Google still charges virtually nothing for any of its services. I’m starting to wonder when there will be a ticker somewhere on the web to count all the small companies that the Big G has killed with its freemium philosophy. I’m also wondering when people are going to start paying for only a few small, but aesthetically pleasing and really reliable services.

The good news for innovators is that the customer list of the big companies has grown, but relatively little has changed in terms of product offerings. I’m beginning to notice that these huge companies in new spaces used the recession time very poorly. Rather than forge ahead with innovative new offerings, instead they scrambled for a bigger customer base. This means they essentially wasted 10’s of millions, with little to show except a few dozen more big brand logos on their websites and in their demo videos. Meanwhile, the little guys have come out of the fog, realizing that they have the same (or more) technological capacity as the big guys. Plus, since their focus was innovation (out of simple desperation), they now possess the intellectual property of the future. (NB: I’m excluding Google from the talk of these companies… they innovated and innovated and innovated again.)

I think we’ll see some seriously increased M&A activity as the big players in various innovation spaces buy up smaller startups, either to increase their customer credibility (as these startups are now landing big deals), or to up their innovation curve.

I highly recommend that every small tech company out there revisit any plans it may of had to forego patent filings and to begin taking intellectual property seriously again. This doesn’t mean the emergence of “the stealth startup” again. Just make sure that if you do talk about something that you’re about to launch either a) you know it’s already been launched somewhere else, or b) you already have a provisional or some trademarking around it.

Because, when the money starts to flow again, people start to act quite a bit differently.

Hopefully, we’re moving into more respectful and responsible times.

Here’s to surviving the worst decade of our lives!

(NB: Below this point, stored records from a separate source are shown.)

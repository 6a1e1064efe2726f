//! Schema translator
//!
//! Projects the diagram to a plain-text relational schema approximation, one
//! table per entity. Best-effort and for teaching only: no keys, no foreign
//! keys, no association tables for many-to-many relationships.

use std::fmt;

use crate::core::models::Node;
use crate::core::store::DiagramStore;

/// One projected table: the entity name plus its collected column names
#[derive(Debug, Clone, PartialEq, Eq)]
pub struct TableSketch {
    /// Table name (entity name with whitespace runs collapsed to `_`)
    pub name: String,
    /// Column names in first-seen order, deduplicated
    pub columns: Vec<String>,
}

/// The full projection, one table per entity in creation order
#[derive(Debug, Clone, PartialEq, Eq, Default)]
pub struct SchemaReport {
    /// Projected tables
    pub tables: Vec<TableSketch>,
}

impl fmt::Display for SchemaReport {
    fn fmt(&self, f: &mut fmt::Formatter<'_>) -> fmt::Result {
        for table in &self.tables {
            writeln!(f, "{}({})", table.name, table.columns.join(", "))?;
        }
        Ok(())
    }
}

/// Collapse every whitespace run in an entity name to a single underscore
fn table_name(name: &str) -> String {
    let mut out = String::with_capacity(name.len());
    let mut in_whitespace = false;
    for c in name.chars() {
        if c.is_whitespace() {
            if !in_whitespace {
                out.push('_');
            }
            in_whitespace = true;
        } else {
            out.push(c);
            in_whitespace = false;
        }
    }
    out
}

/// Translate the diagram into a relational schema sketch
///
/// For each entity, in node creation order, columns are the names of
/// attributes reachable through an edge touching the entity, followed by
/// attributes whose owner reference is the entity, deduplicated preserving
/// first occurrence. Deterministic for an unchanged store.
#[must_use]
pub fn translate(store: &DiagramStore) -> SchemaReport {
    let tables = store
        .nodes()
        .iter()
        .filter_map(Node::as_entity)
        .map(|ent| {
            let mut columns: Vec<String> = Vec::new();
            let mut push_unique = |name: &str| {
                if !columns.iter().any(|c| c == name) {
                    columns.push(name.to_string());
                }
            };

            // Attributes wired to the entity by an edge.
            for edge in store.edges().iter().filter(|e| e.touches(&ent.id)) {
                let Some(other) = edge.other_end(&ent.id) else {
                    continue;
                };
                if let Some(attr) = store.node(other).and_then(Node::as_attribute) {
                    push_unique(&attr.name);
                }
            }

            // Attributes claiming the entity through their owner reference.
            for attr in store.nodes().iter().filter_map(Node::as_attribute) {
                if attr.owner == ent.id {
                    push_unique(&attr.name);
                }
            }

            TableSketch {
                name: table_name(&ent.name),
                columns,
            }
        })
        .collect();

    SchemaReport { tables }
}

The Most Dangerous…. Decade.

December 30th, 2009

Today in the New York times, there was a brilliant article reminding us of the failure of the last decade. I highly recommend reading it.

THE BIG ZERO

The entire article can be summed up in a few words from Socrates:

“The most dangerous person is the one that thinks they know things they do not know.” -Socrates

A few weeks ago, I called one of the most significant companies in Canada’s history, simply because I wanted to do business with them. They did their background check, and called me back. Since then, I’ve been going over the pitch repeatedly in my head… I couldn’t help but escape the single phrase that I knew would come out of my mouth at some point in the meeting… “I do not know the best strategy. No one does. It’s a new world out there.” As suicidal as such a sentence might be, I knew every fibre of genuineness in my being was going to scream it at some point. “I DO NOT KNOW.”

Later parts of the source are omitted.